Também poderia começar a se aproximar dos recordes históricos, que foram de 1% e 1,1% do PIB. A série começa em 2008. Com o bônus, poderia alcançar esses recordes.

Dúvidas

O retorno dos investimentos federais para níveis mais elevados na série histórica levantou dúvidas de especialistas sobre se o dinheiro será de fato bem gasto.

Em uma rede social, a economista-chefe do Banco Inter, Rafaela Vitória, afirmou que “não faz sentido defender investimento público somente usando % do PIB sem mostrar o retorno do investimento”. “Se o retorno é baixo, gastar menos com investimento é boa escolha. Obras inacabadas, superfaturadas, empresas deficitárias, custaram % do PIB sem retorno para a sociedade.”

Também em uma rede social, Rodrigo Medeiros, procurador do Ministério Público de Contas da União junto ao TCU, disse que o piso de investimentos deveria vir acompanhado “de sólidas exigências de planejamento e outros parâmetros mínimos de governança, de forma a assegurar a qualidade do gasto”.

Ele sugeriu, ainda, que a regra deveria prever a possibilidade de o piso não ser cumprido, mediante motivação e transposição da margem para o ano seguinte, sem impacto sobre o cômputo do resultado fiscal.

Já Manoel Pires, coordenador do Núcleo de Política Econômica e do Observatório de Política Fiscal do FGV IBRE, alertou, em artigo, que o piso para investimento pode aumentar a rigidez orçamentária, ou seja, engessar ainda mais o orçamento, aumentando a dificuldade de o governo manejar os recursos orçamentários conforme as prioridades do momento.

“Apesar da regra permitir algum crescimento real da despesa, o piso de investimento aumenta a rigidez orçamentária.
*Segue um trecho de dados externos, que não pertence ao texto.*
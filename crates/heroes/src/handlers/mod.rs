pub mod error;
pub mod health;
pub mod heroes;

pub use error::AppError;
É preciso deixar claro como o orçamento deve ser elaborado e executado diante de uma situação conflitante como essa”, escreveu Pires.
O que diz o governo

O secretário do Tesouro Nacional, Rogério Ceron, defendeu o piso para investimentos. Segundo ele, a medida é necessária para garantir previsibilidade a projetos de médio e longo prazos.

O governo planeja lançar em maio uma novo programa para impulsionar o investimento em infraestrutura no país, nos moldes do antigo PAC. O programa terá obras diretas do governo federal e também projetos que serão tocados pela iniciativa privada, via concessões e parcerias público-privadas (PPPs).
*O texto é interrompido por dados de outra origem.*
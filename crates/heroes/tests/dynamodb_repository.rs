//! DynamoDB repository tests.
//!
//! These need a reachable DynamoDB, e.g. dynamodb-local:
//!
//! ```bash
//! docker run -p 8000:8000 amazon/dynamodb-local
//! DYNAMODB_ENDPOINT=http://localhost:8000 AWS_ACCESS_KEY_ID=local AWS_SECRET_ACCESS_KEY=local \
//!     cargo test -p heroes --test dynamodb_repository -- --ignored
//! ```

#![cfg(feature = "dynamodb")]

use aws_sdk_dynamodb::types::TableStatus;
use futures_util::{StreamExt, TryStreamExt};
use uuid::Uuid;

use heroes::config::DynamoDbConfig;
use heroes::storage::DynamoDbRepository;
use heroes_core::hero::Hero;
use heroes_core::storage::HeroRepository;

/// Connects to a fresh table so tests can run in parallel.
async fn repository() -> DynamoDbRepository {
    let config = DynamoDbConfig {
        table_name: format!("heroes-test-{}", Uuid::new_v4()),
        ..DynamoDbConfig::from_env()
    };
    DynamoDbRepository::connect(&config).await
}

/// Deletes a test table so runs against AWS leave nothing behind.
async fn drop_table(repo: DynamoDbRepository) {
    repo.delete_table().await.unwrap();
}

#[tokio::test]
#[ignore = "requires DynamoDB"]
async fn connect_waits_for_active_table() {
    let repo = repository().await;

    assert_eq!(
        repo.table_status().await.unwrap(),
        Some(TableStatus::Active)
    );

    drop_table(repo).await;
}

#[tokio::test]
#[ignore = "requires DynamoDB"]
async fn put_and_get() {
    let repo = repository().await;
    let hero = Hero::new("123", "Sonic", "Sonic", 1);

    repo.put_hero(&hero).await.unwrap();

    assert_eq!(repo.get_hero("123").await.unwrap(), Some(hero));

    drop_table(repo).await;
}

#[tokio::test]
#[ignore = "requires DynamoDB"]
async fn get_missing_returns_none() {
    let repo = repository().await;

    assert_eq!(repo.get_hero("missing").await.unwrap(), None);

    drop_table(repo).await;
}

#[tokio::test]
#[ignore = "requires DynamoDB"]
async fn put_and_update_and_get() {
    let repo = repository().await;
    let hero = Hero::new("1234", "Tail", "Sonic", 1);
    let updated = Hero::new("1234", "Tails", "Sonic", 1);

    repo.put_hero(&hero).await.unwrap();
    assert_eq!(
        repo.update_hero(&updated).await.unwrap(),
        Some(updated.clone())
    );

    assert_eq!(repo.get_hero("1234").await.unwrap(), Some(updated));

    drop_table(repo).await;
}

#[tokio::test]
#[ignore = "requires DynamoDB"]
async fn update_missing_writes_nothing() {
    let repo = repository().await;
    let hero = Hero::new("ghost", "Nobody", "Nowhere", 0);

    assert_eq!(repo.update_hero(&hero).await.unwrap(), None);
    assert_eq!(repo.get_hero("ghost").await.unwrap(), None);

    drop_table(repo).await;
}

#[tokio::test]
#[ignore = "requires DynamoDB"]
async fn put_and_delete_by_hero_and_get() {
    let repo = repository().await;
    let hero = Hero::new("12345", "Eggman", "Sonic", 1);

    repo.put_hero(&hero).await.unwrap();
    assert_eq!(
        repo.delete_hero_record(&hero).await.unwrap(),
        Some(hero.clone())
    );

    assert_eq!(repo.get_hero("12345").await.unwrap(), None);

    drop_table(repo).await;
}

#[tokio::test]
#[ignore = "requires DynamoDB"]
async fn put_and_delete_by_id_and_get() {
    let repo = repository().await;
    let hero = Hero::new("123456", "Eggman Nega", "Sonic", 0);

    repo.put_hero(&hero).await.unwrap();
    assert_eq!(repo.delete_hero("123456").await.unwrap(), Some(hero));

    assert_eq!(repo.get_hero("123456").await.unwrap(), None);
    assert_eq!(repo.delete_hero("123456").await.unwrap(), None);

    drop_table(repo).await;
}

#[tokio::test]
#[ignore = "requires DynamoDB"]
async fn reset_put_and_scan() {
    let repo = repository().await;
    repo.reset_table().await.unwrap();

    let heroes = [
        Hero::new("1", "Sonic", "Sonic", 1),
        Hero::new("2", "Shadow", "Sonic", 0),
        Hero::new("3", "Silver", "Sonic", 0),
    ];
    for hero in &heroes {
        repo.put_hero(hero).await.unwrap();
    }

    let scanned: Vec<Hero> = repo.scan_heroes().try_collect().await.unwrap();

    assert_eq!(scanned.len(), 3);
    for hero in &heroes {
        assert!(scanned.contains(hero));
    }

    drop_table(repo).await;
}

#[tokio::test]
#[ignore = "requires DynamoDB"]
async fn reset_put_many_and_scan_across_pages() {
    let config = DynamoDbConfig {
        table_name: format!("heroes-test-{}", Uuid::new_v4()),
        scan_page_size: Some(100),
        ..DynamoDbConfig::from_env()
    };
    let repo = DynamoDbRepository::connect(&config).await;
    repo.reset_table().await.unwrap();

    let limit = 500;
    for i in 1..=limit {
        repo.put_hero(&Hero::new(i.to_string(), "clone", "test", 1))
            .await
            .unwrap();
    }

    let scanned: Vec<Hero> = repo.scan_heroes().try_collect().await.unwrap();

    assert_eq!(scanned.len(), limit);

    drop_table(repo).await;
}

#[tokio::test]
#[ignore = "requires DynamoDB"]
async fn reset_put_and_cancel_scan() {
    let repo = repository().await;
    repo.reset_table().await.unwrap();

    for i in 1..=10 {
        repo.put_hero(&Hero::new(i.to_string(), "clone", "test", 1))
            .await
            .unwrap();
    }

    let mut stream = repo.scan_heroes();
    assert!(matches!(stream.next().await, Some(Ok(_))));
    let next_five: Vec<Hero> = stream.by_ref().take(5).try_collect().await.unwrap();
    drop(stream);

    assert_eq!(next_five.len(), 5);

    drop_table(repo).await;
}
O valor de recursos federais que será destinado ao novo PAC ainda não está definido, mas fontes afirmam ao g1 que o piso de investimento proposto no arcabouço será importante para garantir a viabilidade do novo PAC num horizonte de médio prazo.

Na entrevista ao g1 e à GloboNews, Ceron avaliou que há espaço para o país aumentar o investimento público porque são muitas as carências na área de infraestrutura.

“Você tem o Minha Casa Minha Vida, você tem uma série de iniciativas que têm um retorno social importante, mobiliza emprego, renda. Claro, não tem dúvida nenhuma, concordo 100% que o investimento público precisa ser bem-feito. Tem que assegurar que seja bem aplicado em infraestrutura econômica, infraestrutura social, com boas escolhas, mas o país tem muitas carências, tem uma carteira de projetos de obras paradas que precisam ser retomadas”, disse.

Sobre a questão da qualidade do gasto com investimento, Ceron disse acreditar que o governo terá capacidade de gastar bem e fiscalizar a aplicação desses recursos. “Óbvio que isso vai depender de cada um dos ministérios que vão ter suas atribuições, do próprio trabalho da própria CGU de acompanhar essas aplicações, mas tem muita coisa a ser feita no país em termos de investimento público.”

O secretário também confirmou que o governo está mirando os patamares mais alto de investimento das séries históricas. “Eu acho que a gente tem que mirar alto, tem muito potencial, tem ambiente propício para isso.”